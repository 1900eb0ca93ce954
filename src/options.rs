/// Configures timeout and retry behavior of [`HttpTransport`](crate::HttpTransport).
#[derive(Clone, Debug, Eq, PartialEq)]
pub struct TransportOptions {
    /// Per-request timeout in milliseconds.
    pub timeout_ms: u64,
    /// Maximum number of retries after the initial attempt.
    pub max_retries: usize,
    /// Base retry backoff in milliseconds (exponential strategy).
    pub retry_backoff_ms: u64,
}

impl Default for TransportOptions {
    fn default() -> Self {
        Self {
            timeout_ms: 10_000,
            max_retries: 0,
            retry_backoff_ms: 250,
        }
    }
}

/// Optional modifiers for `find` and `find_one`.
///
/// Only the fields set to `Some` are sent, so `limit: Some(0)` reaches the
/// server as `"limit": 0`.
#[derive(Clone, Debug, Default, PartialEq)]
pub struct QueryOptions {
    /// Sort document, e.g. `{"createdAt": -1}`.
    pub sort: Option<serde_json::Value>,
    pub limit: Option<u64>,
    pub skip: Option<u64>,
    /// Projection document, e.g. `{"name": 1, "_id": 0}`.
    pub projection: Option<serde_json::Value>,
}

impl QueryOptions {
    pub fn new() -> Self {
        Self::default()
    }

    pub fn sort(mut self, sort: serde_json::Value) -> Self {
        self.sort = Some(sort);
        self
    }

    pub fn limit(mut self, limit: u64) -> Self {
        self.limit = Some(limit);
        self
    }

    pub fn skip(mut self, skip: u64) -> Self {
        self.skip = Some(skip);
        self
    }

    pub fn projection(mut self, projection: serde_json::Value) -> Self {
        self.projection = Some(projection);
        self
    }
}

/// Optional modifiers for `update_one`, `update_many` and `replace_one`.
///
/// Passing `None` to those operations is the same as `UpdateOptions::default()`,
/// which sends `"upsert": false`.
#[derive(Clone, Copy, Debug, Default, PartialEq, Eq)]
pub struct UpdateOptions {
    /// Insert a new document when nothing matches the filter.
    pub upsert: bool,
}

impl UpdateOptions {
    pub fn new() -> Self {
        Self::default()
    }

    pub fn upsert(mut self, upsert: bool) -> Self {
        self.upsert = upsert;
        self
    }
}
use atlas_data_api::{DataApiClient, Oid, QueryOptions};
use serde::{Deserialize, Serialize};
use serde_json::json;

#[derive(Debug, Serialize, Deserialize)]
struct User {
    name: String,
    email: String,
}

#[tokio::main]
async fn main() -> anyhow::Result<()> {
    let db = DataApiClient::from_env()?;

    let inserted = db
        .try_insert_one(
            "users",
            &User {
                name: "Kit".to_owned(),
                email: "kit@example.com".to_owned(),
            },
        )
        .await?;
    println!("inserted {}", inserted.inserted_id);

    let found = db
        .try_find_one::<User>(
            "users",
            json!({ "_id": Oid::from(inserted.inserted_id.as_str()) }),
            None,
        )
        .await?;
    println!("{:?}", found.document);

    let page = db
        .try_find::<User>(
            "users",
            json!({}),
            Some(QueryOptions::new().sort(json!({ "name": 1 })).limit(10)),
        )
        .await?;
    for user in page.documents {
        println!("{user:?}");
    }

    Ok(())
}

**Problem statement**. Go through the records from the first line and copy each one exactly, ending after the line that contains "pub fn projection(mut". Give nothing else.

**Expected answer**.
repository 1900eb0ca93ce954
filename src/options.rs
/// Configures timeout and retry behavior of [`HttpTransport`](crate::HttpTransport).
#[derive(Clone, Debug, Eq, PartialEq)]
pub struct TransportOptions {
    /// Per-request timeout in milliseconds.
    pub timeout_ms: u64,
    /// Maximum number of retries after the initial attempt.
    pub max_retries: usize,
    /// Base retry backoff in milliseconds (exponential strategy).
    pub retry_backoff_ms: u64,
}

impl Default for TransportOptions {
    fn default() -> Self {
        Self {
            timeout_ms: 10_000,
            max_retries: 0,
            retry_backoff_ms: 250,
        }
    }
}

/// Optional modifiers for `find` and `find_one`.
///
/// Only the fields set to `Some` are sent, so `limit: Some(0)` reaches the
/// server as `"limit": 0`.
#[derive(Clone, Debug, Default, PartialEq)]
pub struct QueryOptions {
    /// Sort document, e.g. `{"createdAt": -1}`.
    pub sort: Option<serde_json::Value>,
    pub limit: Option<u64>,
    pub skip: Option<u64>,
    /// Projection document, e.g. `{"name": 1, "_id": 0}`.
    pub projection: Option<serde_json::Value>,
}

impl QueryOptions {
    pub fn new() -> Self {
        Self::default()
    }

    pub fn sort(mut self, sort: serde_json::Value) -> Self {
        self.sort = Some(sort);
        self
    }

    pub fn limit(mut self, limit: u64) -> Self {
        self.limit = Some(limit);
        self
    }

    pub fn skip(mut self, skip: u64) -> Self {
        self.skip = Some(skip);
        self
    }

    pub fn projection(mut self, projection: serde_json::Value) -> Self {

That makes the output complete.